During a meeting with the Aetna representative, he learned about the opportunities to grow your own business within insurance, which particularly appealed to him, and that he would get to be his own boss and set his own schedule, as well as the role that insurance played in protecting even the university he was at and its faculty. After several interviews, Tillman was picked as the best candidate and entered the insurance industry at the age of 22.
As Tillman gained experience at Aetna, he also joined professional insurance associations and started attending conferences, where he was frequently one of the only African Americans in the room. He struggled to understand why this was the case since the industry had so many opportunities and determined to change the industry from the inside out by bringing in more diverse individuals. This was the seed for NAAIA, which eventually grew from a local chapter to a national organization with members across 25 states.
Today, NAAIA has a list of corporate sponsors that reads like the who’s who of the insurance industry and a board that is stacked with leaders from across some of the biggest insurance organizations.
“I tell everyone that we have the most talented, gifted African American professionals and entrepreneurs in the industry as part of our association,” said Tillman. “We still have a lot of work to do with the current climate, and we’re right there in a great position to keep it going and keep the ship afloat.”
Where Tillman has seen progress in the insurance industry has been in diversity among corporate leadership, but on the agency development side, there’s still a lot of work to do to attract talented African American individuals.
“It’s pitiful in terms of the agency development side,” said Tillman. “The industry has a long, long ways to go in reference to that and I think the industry has to confront that challenge.”
The key issues, he says, lie in recruiting, where those representing companies out in the field look for agents that have million-dollar books of business, which most new agents don’t have. Moreover, many of the people who are recruiting prospects for independent agencies are Caucasian and thus reach out to white neighborhoods and their own communities. Tillman has seen the barriers to entry first-hand.
“Even as a sales manager for a major insurance corporation, I was told that I had too many African American prospects in my recruiting file,” he explained. “I basically responded, ‘Why is that a problem? I don’t understand.’ I said, ‘My white counterpart doesn’t have to worry about his prospects for agencies being all white.’”
He argued that as long as an individual meets the requirements that a company is looking for, the color of their skin shouldn’t matter. “Needless to say, I knew that my days in sales were limited,” added Tillman.
Oftentimes, the challenge is in people’s mindsets, he continued.

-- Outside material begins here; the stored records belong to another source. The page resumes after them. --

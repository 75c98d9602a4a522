//! The lock table and acquisition paths.

use crate::error::{LockError, LockResult};
use crate::guard::{ReadGuard, WriteGuard};
use parking_lot::Mutex;
use std::collections::{HashMap, VecDeque};
use std::sync::atomic::{AtomicU64, Ordering};
use std::sync::Arc;
use std::time::{Duration, Instant};
use tokio::sync::oneshot;

/// Which class of hold a caller is asking for or releasing.
#[derive(Debug, Clone, Copy, PartialEq, Eq)]
pub(crate) enum HolderKind {
    /// Shared hold.
    Read,
    /// Exclusive hold.
    Write,
}

/// A queued acquisition waiting to be serviced.
#[derive(Debug)]
struct Waiter {
    id: u64,
    tx: oneshot::Sender<()>,
}

/// Per-key holder state plus FIFO waiter queues split by class.
///
/// Invariant: a key with no holder has no waiters. Grants are direct
/// handoffs (holder state is transferred before the waiter is woken), so
/// a released key either passes straight to the next holder or becomes
/// idle and is pruned.
#[derive(Debug)]
struct KeyState {
    writer_held: bool,
    reader_count: usize,
    acquired_at: Instant,
    waiting_readers: VecDeque<Waiter>,
    waiting_writers: VecDeque<Waiter>,
}

impl KeyState {
    fn new() -> Self {
        Self {
            writer_held: false,
            reader_count: 0,
            acquired_at: Instant::now(),
            waiting_readers: VecDeque::new(),
            waiting_writers: VecDeque::new(),
        }
    }

    fn is_idle(&self) -> bool {
        !self.writer_held
            && self.reader_count == 0
            && self.waiting_readers.is_empty()
            && self.waiting_writers.is_empty()
    }
}

/// A point-in-time snapshot of one key's lock state.
#[derive(Debug, Clone, PartialEq, Eq)]
pub struct KeyDiagnostics {
    /// Whether a writer currently holds the key.
    pub writer_held: bool,
    /// Number of readers currently holding the key.
    pub reader_count: usize,
    /// Number of queued read acquisitions.
    pub waiting_readers: usize,
    /// Number of queued write acquisitions.
    pub waiting_writers: usize,
    /// How long the current holder(s) have held the key, in milliseconds.
    pub held_for_ms: u64,
}

/// The shared lock table. Guards hold an `Arc` to it so release works on
/// every exit path without borrowing the manager.
#[derive(Debug)]
pub(crate) struct Table {
    map: Mutex<HashMap<String, KeyState>>,
    next_waiter: AtomicU64,
}

impl Table {
    fn new() -> Self {
        Self {
            map: Mutex::new(HashMap::new()),
            next_waiter: AtomicU64::new(1),
        }
    }

    /// Releases one hold of the given class. Absent keys and over-releases
    /// are tolerated so guard drop is always safe.
    pub(crate) fn release(&self, key: &str, kind: HolderKind) {
        let mut map = self.map.lock();
        Self::release_locked(&mut map, key, kind);
    }

    fn release_locked(map: &mut HashMap<String, KeyState>, key: &str, kind: HolderKind) {
        let Some(state) = map.get_mut(key) else {
            return;
        };
        match kind {
            HolderKind::Write => {
                if !state.writer_held {
                    return;
                }
                state.writer_held = false;
            }
            HolderKind::Read => {
                if state.reader_count == 0 {
                    return;
                }
                state.reader_count -= 1;
                if state.reader_count > 0 {
                    return;
                }
            }
        }
        Self::service_queues(state);
        if state.is_idle() {
            map.remove(key);
        }
    }

    /// Hands the freed key to the next holder(s): queued writers first, and
    /// only if none remain, every queued reader at once.
    ///
    /// A send can fail when the waiting future was dropped (caller went
    /// away); such waiters are skipped.
    fn service_queues(state: &mut KeyState) {
        while let Some(waiter) = state.waiting_writers.pop_front() {
            if waiter.tx.send(()).is_ok() {
                state.writer_held = true;
                state.acquired_at = Instant::now();
                return;
            }
        }
        let mut granted = 0;
        while let Some(waiter) = state.waiting_readers.pop_front() {
            if waiter.tx.send(()).is_ok() {
                granted += 1;
            }
        }
        if granted > 0 {
            state.reader_count = granted;
            state.acquired_at = Instant::now();
        }
    }

    /// Removes a timed-out waiter.
    ///
    /// If the grant raced the deadline (the waiter is no longer queued and
    /// the channel carries the grant), the hold is released in place, so the
    /// caller observes a clean timeout either way and nothing leaks.
    fn cancel_waiter(
        &self,
        key: &str,
        id: u64,
        kind: HolderKind,
        rx: &mut oneshot::Receiver<()>,
    ) {
        let mut map = self.map.lock();
        if let Some(state) = map.get_mut(key) {
            let queue = match kind {
                HolderKind::Read => &mut state.waiting_readers,
                HolderKind::Write => &mut state.waiting_writers,
            };
            if let Some(pos) = queue.iter().position(|w| w.id == id) {
                queue.remove(pos);
                if state.is_idle() {
                    map.remove(key);
                }
                return;
            }
        }
        if rx.try_recv().is_ok() {
            tracing::trace!(key, "grant raced timeout; releasing the stale hold");
            Self::release_locked(&mut map, key, kind);
        }
    }
}

/// Per-key reader-writer lock manager.
///
/// An explicit service object: construct one per process (or per test) and
/// share it via `Arc` or clone. There is no global state.
///
/// # Fairness
///
/// Waiters queue FIFO within their class. On release, queued writers are
/// serviced before any queued reader, and an arriving reader queues behind
/// waiting writers instead of joining the current read generation. This is
/// the policy that keeps writers live under read-heavy contention.
#[derive(Debug, Clone)]
pub struct LockManager {
    table: Arc<Table>,
}

impl LockManager {
    /// Creates an empty lock manager.
    #[must_use]
    pub fn new() -> Self {
        Self {
            table: Arc::new(Table::new()),
        }
    }

    /// Acquires a shared hold on `key`, waiting as long as it takes.
    pub async fn read(&self, key: impl Into<String>) -> ReadGuard {
        let key = key.into();
        self.acquire_wait(&key, HolderKind::Read).await;
        ReadGuard::new(Arc::clone(&self.table), key)
    }

    /// Acquires an exclusive hold on `key`, waiting as long as it takes.
    pub async fn write(&self, key: impl Into<String>) -> WriteGuard {
        let key = key.into();
        self.acquire_wait(&key, HolderKind::Write).await;
        WriteGuard::new(Arc::clone(&self.table), key)
    }

    /// Acquires a shared hold on `key`, failing with
    /// [`LockError::Timeout`] if not serviced within `timeout`.
    pub async fn read_timeout(
        &self,
        key: impl Into<String>,
        timeout: Duration,
    ) -> LockResult<ReadGuard> {
        let key = key.into();
        self.acquire_deadline(&key, HolderKind::Read, timeout).await?;
        Ok(ReadGuard::new(Arc::clone(&self.table), key))
    }

    /// Acquires an exclusive hold on `key`, failing with
    /// [`LockError::Timeout`] if not serviced within `timeout`.
    pub async fn write_timeout(
        &self,
        key: impl Into<String>,
        timeout: Duration,
    ) -> LockResult<WriteGuard> {
        let key = key.into();
        self.acquire_deadline(&key, HolderKind::Write, timeout).await?;
        Ok(WriteGuard::new(Arc::clone(&self.table), key))
    }

    /// Snapshots the lock table.
    ///
    /// Keys with no holder and no waiter never appear: they are pruned at
    /// release time, which bounds the table under acquire/release churn.
    #[must_use]
    pub fn diagnostics(&self) -> HashMap<String, KeyDiagnostics> {
        let map = self.table.map.lock();
        map.iter()
            .map(|(key, state)| {
                (
                    key.clone(),
                    KeyDiagnostics {
                        writer_held: state.writer_held,
                        reader_count: state.reader_count,
                        waiting_readers: state.waiting_readers.len(),
                        waiting_writers: state.waiting_writers.len(),
                        held_for_ms: state.acquired_at.elapsed().as_millis() as u64,
                    },
                )
            })
            .collect()
    }

    /// Tries the fast path; otherwise enqueues and returns the waiter.
    fn try_acquire(&self, key: &str, kind: HolderKind) -> Option<(u64, oneshot::Receiver<()>)> {
        let mut map = self.table.map.lock();
        let state = map
            .entry(key.to_string())
            .or_insert_with(KeyState::new);
        match kind {
            HolderKind::Read => {
                // Readers join only while no writer holds the key and none
                // is waiting to be serviced.
                if !state.writer_held && state.waiting_writers.is_empty() {
                    if state.reader_count == 0 {
                        state.acquired_at = Instant::now();
                    }
                    state.reader_count += 1;
                    return None;
                }
            }
            HolderKind::Write => {
                if !state.writer_held && state.reader_count == 0 {
                    state.writer_held = true;
                    state.acquired_at = Instant::now();
                    return None;
                }
            }
        }
        let (tx, rx) = oneshot::channel();
        let id = self.table.next_waiter.fetch_add(1, Ordering::Relaxed);
        let waiter = Waiter { id, tx };
        match kind {
            HolderKind::Read => state.waiting_readers.push_back(waiter),
            HolderKind::Write => state.waiting_writers.push_back(waiter),
        }
        Some((id, rx))
    }

    async fn acquire_wait(&self, key: &str, kind: HolderKind) {
        loop {
            let Some((_id, mut rx)) = self.try_acquire(key, kind) else {
                return;
            };
            if (&mut rx).await.is_ok() {
                return;
            }
            // The sender vanished without a grant; re-enter the acquire
            // path from scratch.
        }
    }

    async fn acquire_deadline(
        &self,
        key: &str,
        kind: HolderKind,
        timeout: Duration,
    ) -> LockResult<()> {
        let deadline = tokio::time::Instant::now() + timeout;
        loop {
            let Some((id, mut rx)) = self.try_acquire(key, kind) else {
                return Ok(());
            };
            match tokio::time::timeout_at(deadline, &mut rx).await {
                Ok(Ok(())) => return Ok(()),
                Ok(Err(_)) => continue,
                Err(_) => {
                    self.table.cancel_waiter(key, id, kind, &mut rx);
                    return Err(LockError::timeout(key, timeout.as_millis() as u64));
                }
            }
        }
    }
}

impl Default for LockManager {
    fn default() -> Self {
        Self::new()
    }
}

Tillman pointed to the Black Lives Matter slogan, which some misconstrue as meaning that ‘Only Black Lives Matter.’ “We understand that all lives matter, there’s no problem with it, but the focus right now is the injustices and the inequality that has existed – and we see it today – that we as African Americans face,” he said.
NAAIA continues to lead these important conversations in insurance and will be celebrating its 23rd birthday this September, though because of COVID-19, its annual conference will be moved to 2021. Tillman attributes the association’s success partly to its leadership, which rotates every two years.
“That is probably the main ingredient for why we have survived all these years – because of a constant influx of new leadership, a constant stream of the best talent in the industry,” he said. “It’s just a tremendous thing – I’m not saying this because I’m the founder, I really feel it in my heart. [NAAIA] is my love, it’s the best of the best, and our intention is still to do what we can to diversify this industry.”